PROBLEM DESCRIPTION — Nothing left out, nothing added: return the full set of records.

DATASET EXCERPTS —
//! Macros for defining identifier types with a fixed prefix.

/// Defines a typed identifier with a fixed prefix.
///
/// This generates a `Copy` newtype around a UUID with:
/// - a `PREFIX` constant, checked against the prefix grammar at compile time
/// - `new()` to generate a fresh UUIDv7-based ID
/// - `parse()` that rejects valid identifiers carrying another prefix
/// - `Display`, `FromStr`, `Serialize` and `Deserialize`
/// - conversions to and from [`TypeId`](crate::TypeId)
///
/// # Example
///
/// ```
/// typeid::define_typeid!(UserId, "user");
///
/// let id = UserId::new();
/// assert!(id.to_string().starts_with("user_"));
///
/// let parsed: UserId = "user_01h455vb4pex5vsknk084sn02q".parse().unwrap();
/// assert!("team_01h455vb4pex5vsknk084sn02q".parse::<UserId>().is_err());
/// # let _ = parsed;
/// ```
#[macro_export]
macro_rules! define_typeid {
    ($name:ident, $prefix:literal) => {
        /// A typed identifier with a fixed prefix.
        #[derive(Debug, Clone, Copy, PartialEq, Eq, PartialOrd, Ord, Hash)]
        pub struct $name($crate::__private::Uuid);

        const _: () = assert!(
            $crate::validate::is_canonical_prefix($prefix),
            "invalid typeid prefix"
        );

        impl $name {
            /// The prefix for this ID type.
            pub const PREFIX: &'static str = $prefix;

            /// Creates a new ID with a fresh UUIDv7.
            #[must_use]
            pub fn new() -> Self {
                use $crate::UuidSource as _;
                Self($crate::UuidV7Source.next_uuid())
            }

            /// Creates a new ID, taking the UUID from `source`.
            #[must_use]
            pub fn new_with<S>(source: &S) -> Self
            where
                S: $crate::UuidSource + ?Sized,
            {
                Self(source.next_uuid())
            }

            /// Creates an ID from a raw UUID.
            #[must_use]
            pub const fn from_uuid(uuid: $crate::__private::Uuid) -> Self {
                Self(uuid)
            }

            /// Returns the underlying UUID.
            #[must_use]
            pub const fn uuid(&self) -> $crate::__private::Uuid {
                self.0
            }

            /// Parses an ID from its text form, which must carry `PREFIX`.
            pub fn parse(s: &str) -> Result<Self, $crate::TypedIdError> {
                let (prefix, uuid) = $crate::validate::parse_input(Some(s))?;

                if prefix != Self::PREFIX {
                    return Err($crate::TypedIdError::PrefixMismatch {
                        expected: Self::PREFIX,
                        actual: prefix.to_string(),
                    });
                }

                Ok(Self(uuid))
            }

            /// Converts into an untyped identifier.
            #[must_use]
            pub fn to_typeid(&self) -> $crate::TypeId {
                $crate::TypeId::from(*self)
            }
        }

        impl Default for $name {
            fn default() -> Self {
                Self::new()
            }
        }

        impl ::std::fmt::Display for $name {
            fn fmt(&self, f: &mut ::std::fmt::Formatter<'_>) -> ::std::fmt::Result {
                write!(
                    f,
                    "{}{}{}",
                    Self::PREFIX,
                    $crate::validate::SEPARATOR,
                    $crate::codec::encode_uuid(self.0)
                )
            }
        }

        impl ::std::str::FromStr for $name {
            type Err = $crate::TypedIdError;

            fn from_str(s: &str) -> Result<Self, Self::Err> {
                Self::parse(s)
            }
        }

        impl From<$name> for $crate::TypeId {
            fn from(id: $name) -> Self {
                $crate::TypeId::from_static_prefix($name::PREFIX, id.0)
            }
        }

        impl TryFrom<$crate::TypeId> for $name {
            type Error = $crate::TypedIdError;

            fn try_from(id: $crate::TypeId) -> Result<Self, Self::Error> {
                if id.prefix() != $name::PREFIX {
                    return Err($crate::TypedIdError::PrefixMismatch {
                        expected: $name::PREFIX,
                        actual: id.prefix().to_string(),
                    });
                }
                Ok(Self(id.uuid()))
            }
        }

        impl $crate::__private::serde::Serialize for $name {
            fn serialize<S>(&self, serializer: S) -> Result<S::Ok, S::Error>
            where
                S: $crate::__private::serde::Serializer,
            {
                serializer.collect_str(self)
            }
        }

        impl<'de> $crate::__private::serde::Deserialize<'de> for $name {
            fn deserialize<D>(deserializer: D) -> Result<Self, D::Error>
            where
                D: $crate::__private::serde::Deserializer<'de>,
            {
                let s = <String as $crate::__private::serde::Deserialize>::deserialize(deserializer)?;
                Self::parse(&s).map_err($crate::__private::serde::de::Error::custom)
            }
        }

        impl AsRef<$crate::__private::Uuid> for $name {
            fn as_ref(&self) -> &$crate::__private::Uuid {
                &self.0
            }
        }
    };
}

EXERCISE OUTPUT —
//! Macros for defining identifier types with a fixed prefix.

/// Defines a typed identifier with a fixed prefix.
///
/// This generates a `Copy` newtype around a UUID with:
/// - a `PREFIX` constant, checked against the prefix grammar at compile time
/// - `new()` to generate a fresh UUIDv7-based ID
/// - `parse()` that rejects valid identifiers carrying another prefix
/// - `Display`, `FromStr`, `Serialize` and `Deserialize`
/// - conversions to and from [`TypeId`](crate::TypeId)
///
/// # Example
///
/// ```
/// typeid::define_typeid!(UserId, "user");
///
/// let id = UserId::new();
/// assert!(id.to_string().starts_with("user_"));
///
/// let parsed: UserId = "user_01h455vb4pex5vsknk084sn02q".parse().unwrap();
/// assert!("team_01h455vb4pex5vsknk084sn02q".parse::<UserId>().is_err());
/// # let _ = parsed;
/// ```
#[macro_export]
macro_rules! define_typeid {
    ($name:ident, $prefix:literal) => {
        /// A typed identifier with a fixed prefix.
        #[derive(Debug, Clone, Copy, PartialEq, Eq, PartialOrd, Ord, Hash)]
        pub struct $name($crate::__private::Uuid);

        const _: () = assert!(
            $crate::validate::is_canonical_prefix($prefix),
            "invalid typeid prefix"
        );

        impl $name {
            /// The prefix for this ID type.
            pub const PREFIX: &'static str = $prefix;

            /// Creates a new ID with a fresh UUIDv7.
            #[must_use]
            pub fn new() -> Self {
                use $crate::UuidSource as _;
                Self($crate::UuidV7Source.next_uuid())
            }

            /// Creates a new ID, taking the UUID from `source`.
            #[must_use]
            pub fn new_with<S>(source: &S) -> Self
            where
                S: $crate::UuidSource + ?Sized,
            {
                Self(source.next_uuid())
            }

            /// Creates an ID from a raw UUID.
            #[must_use]
            pub const fn from_uuid(uuid: $crate::__private::Uuid) -> Self {
                Self(uuid)
            }

            /// Returns the underlying UUID.
            #[must_use]
            pub const fn uuid(&self) -> $crate::__private::Uuid {
                self.0
            }

            /// Parses an ID from its text form, which must carry `PREFIX`.
            pub fn parse(s: &str) -> Result<Self, $crate::TypedIdError> {
                let (prefix, uuid) = $crate::validate::parse_input(Some(s))?;

                if prefix != Self::PREFIX {
                    return Err($crate::TypedIdError::PrefixMismatch {
                        expected: Self::PREFIX,
                        actual: prefix.to_string(),
                    });
                }

                Ok(Self(uuid))
            }

            /// Converts into an untyped identifier.
            #[must_use]
            pub fn to_typeid(&self) -> $crate::TypeId {
                $crate::TypeId::from(*self)
            }
        }

        impl Default for $name {
            fn default() -> Self {
                Self::new()
            }
        }

        impl ::std::fmt::Display for $name {
            fn fmt(&self, f: &mut ::std::fmt::Formatter<'_>) -> ::std::fmt::Result {
                write!(
                    f,
                    "{}{}{}",
                    Self::PREFIX,
                    $crate::validate::SEPARATOR,
                    $crate::codec::encode_uuid(self.0)
                )
            }
        }

        impl ::std::str::FromStr for $name {
            type Err = $crate::TypedIdError;

            fn from_str(s: &str) -> Result<Self, Self::Err> {
                Self::parse(s)
            }
        }

        impl From<$name> for $crate::TypeId {
            fn from(id: $name) -> Self {
                $crate::TypeId::from_static_prefix($name::PREFIX, id.0)
            }
        }

        impl TryFrom<$crate::TypeId> for $name {
            type Error = $crate::TypedIdError;

            fn try_from(id: $crate::TypeId) -> Result<Self, Self::Error> {
                if id.prefix() != $name::PREFIX {
                    return Err($crate::TypedIdError::PrefixMismatch {
                        expected: $name::PREFIX,
                        actual: id.prefix().to_string(),
                    });
                }
                Ok(Self(id.uuid()))
            }
        }

        impl $crate::__private::serde::Serialize for $name {
            fn serialize<S>(&self, serializer: S) -> Result<S::Ok, S::Error>
            where
                S: $crate::__private::serde::Serializer,
            {
                serializer.collect_str(self)
            }
        }

        impl<'de> $crate::__private::serde::Deserialize<'de> for $name {
            fn deserialize<D>(deserializer: D) -> Result<Self, D::Error>
            where
                D: $crate::__private::serde::Deserializer<'de>,
            {
                let s = <String as $crate::__private::serde::Deserialize>::deserialize(deserializer)?;
                Self::parse(&s).map_err($crate::__private::serde::de::Error::custom)
            }
        }

        impl AsRef<$crate::__private::Uuid> for $name {
            fn as_ref(&self) -> &$crate::__private::Uuid {
                &self.0
            }
        }
    };
}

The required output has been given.